Es difícil sobrestimar cuán perfectamente parecían alinearse las estrellas para EE. UU. El sorteo del grupo fue favorable. Cuando el hombre estrella Christian Pulisic sufrió una contusión en el primer partido, resultó que no era nada grave. Incluso el camino del cuadro parecía pavimentado para una carrera profunda, con emparejamientos favorables contra una Bosnia-Herzegovina vencible y un envejecido equipo belga—un contraste marcado con el calvario que enfrentó México. Incluso la saga de Folarin Balogun, quien fue reinstalado por la FIFA tras una tarjeta roja en el partido anterior, se sintió como un salvavidas inesperado.

Y aún así, EE. UU. no pudo cerrar la puerta.

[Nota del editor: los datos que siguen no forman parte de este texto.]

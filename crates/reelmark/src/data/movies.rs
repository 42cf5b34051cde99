//! Movie listing cache
//!
//! Holds the most recently fetched listing and performs on-demand
//! detail/recommendation fetches through a `MovieProvider`.

use crate::data::types::Movie;
use crate::error::Result;
use crate::providers::MovieProvider;

/// Transient holder of the current movie listing
///
/// Not persisted; lives for the process. Detail and recommendation lookups
/// go to the provider on every call — nothing fetched here is cached, and
/// concurrent calls for the same id are independent requests.
pub struct MovieCache {
    movies: Vec<Movie>,
    provider: Box<dyn MovieProvider>,
}

impl MovieCache {
    /// Create an empty cache over a provider
    pub fn new(provider: Box<dyn MovieProvider>) -> Self {
        Self {
            movies: Vec::new(),
            provider,
        }
    }

    /// The most recently stored listing
    pub fn movies(&self) -> &[Movie] {
        &self.movies
    }

    /// Replace the stored listing wholesale
    ///
    /// No merging, no deduplication, no validation — the new list is the
    /// listing, exactly as handed in.
    pub fn set_movies(&mut self, movies: Vec<Movie>) {
        self.movies = movies;
    }

    /// The provider backing detail/recommendation lookups
    pub fn provider(&self) -> &dyn MovieProvider {
        self.provider.as_ref()
    }

    // =========================================================================
    // Detail fetch
    // =========================================================================

    /// Fetch the full detail record for a movie, with typed failure
    pub fn try_movie_details(&self, id: u64) -> Result<Movie> {
        self.provider.movie_details(id)
    }

    /// Fetch the full detail record for a movie
    ///
    /// Any transport, status, or decode failure becomes `None`; callers show
    /// a generic not-found state. Use [`try_movie_details`] to learn why.
    ///
    /// [`try_movie_details`]: MovieCache::try_movie_details
    pub fn movie_details(&self, id: u64) -> Option<Movie> {
        self.try_movie_details(id).ok()
    }

    // =========================================================================
    // Recommendations
    // =========================================================================

    /// Fetch recommendations for a movie, with typed failure
    pub fn try_recommendations(&self, id: u64) -> Result<Vec<Movie>> {
        self.provider.recommendations(id)
    }

    /// Fetch recommendations for a movie
    ///
    /// Any failure becomes an empty list; callers show an empty state.
    pub fn recommendations(&self, id: u64) -> Vec<Movie> {
        self.try_recommendations(id).unwrap_or_default()
    }
}
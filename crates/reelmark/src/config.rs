//! Configuration constants for reelmark

/// Application metadata
pub mod app {
    /// Application name (used for the data directory, etc.)
    pub const NAME: &str = "reelmark";
}

/// TMDB-related configuration
pub mod tmdb {
    /// Default TMDB v3 API server
    pub const DEFAULT_BASE_URL: &str = "https://api.themoviedb.org/3";

    /// Environment variable holding the API key
    pub const API_KEY_ENV: &str = "TMDB_API_KEY";

    /// Environment variable overriding the API base URL
    pub const BASE_URL_ENV: &str = "TMDB_BASE_URL";
}

/// Network tuning
pub mod network {
    /// User-Agent header sent with every request
    pub const USER_AGENT: &str = concat!("reelmark/", env!("CARGO_PKG_VERSION"));

    /// TCP connect timeout in seconds
    pub const CONNECT_TIMEOUT_SECS: u64 = 10;

    /// Full-request read timeout in seconds
    pub const READ_TIMEOUT_SECS: u64 = 30;
}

La historia rara vez recuerda los "qué pasaría si". Pronto olvidaremos las bellas secuencias contra Paraguay o la tenacidad mostrada ante Australia. No nos detendremos en las versiones que elevaban el techo de "Take Me Home, Country Roads" o en la dominación clínica exhibida contra Bosnia-Herzegovina. La historia solo recuerda la salida. Una vez más, los estadounidenses jugaron bien en tramos, solo para desmoronarse en el momento en que el nivel de competencia cambió.

"Solo creo que queremos tener esperanzas más altas," dijo Pulisic. "Queremos poder ir y competir con algunos de los mejores del mundo, y todavía tenemos ese próximo paso que escalar."

Ese "próximo paso" es un cañón. Contra Bélgica, incluso con estrellas como Jérémy Doku y Kevin De Bruyne comenzando en la banca, EE. UU. parecía completamente perdido. Pulisic fue inusitadamente descuidado, Sergiño Dest fue una liability, y el portero Matt Freese sufrió un error de pesadilla que le dio a Bélgica un tercer gol. El equipo que había pasado el mes rompiendo líneas y jugando con propósito de repente no tenía nada.

Cuando se le preguntó si alguien se destacó, Adams solo encogió los hombros: "¿Alguien fue una presencia importante en el campo hoy?"

El optimismo eventualmente regresará—siempre lo hace. Pochettino habló sobre la "mentalidad perfecta" que ha inculcado y se entusiasma con la próxima generación. Pero por esta noche, solo hay esa frustración familiar que aplasta el alma. La única diferencia esta vez es que la preparación fue tan espectacular que la caída se siente aún más dura.

Es una realidad brutal de confrontar, pero no hay forma de escapar de ella: Estos jugadores, que nos cautivaron durante semanas con su talento y pasión, estaban desesperados por entregar el cuento de hadas. En cambio, nos dejaron con el final exacto que todos temíamos.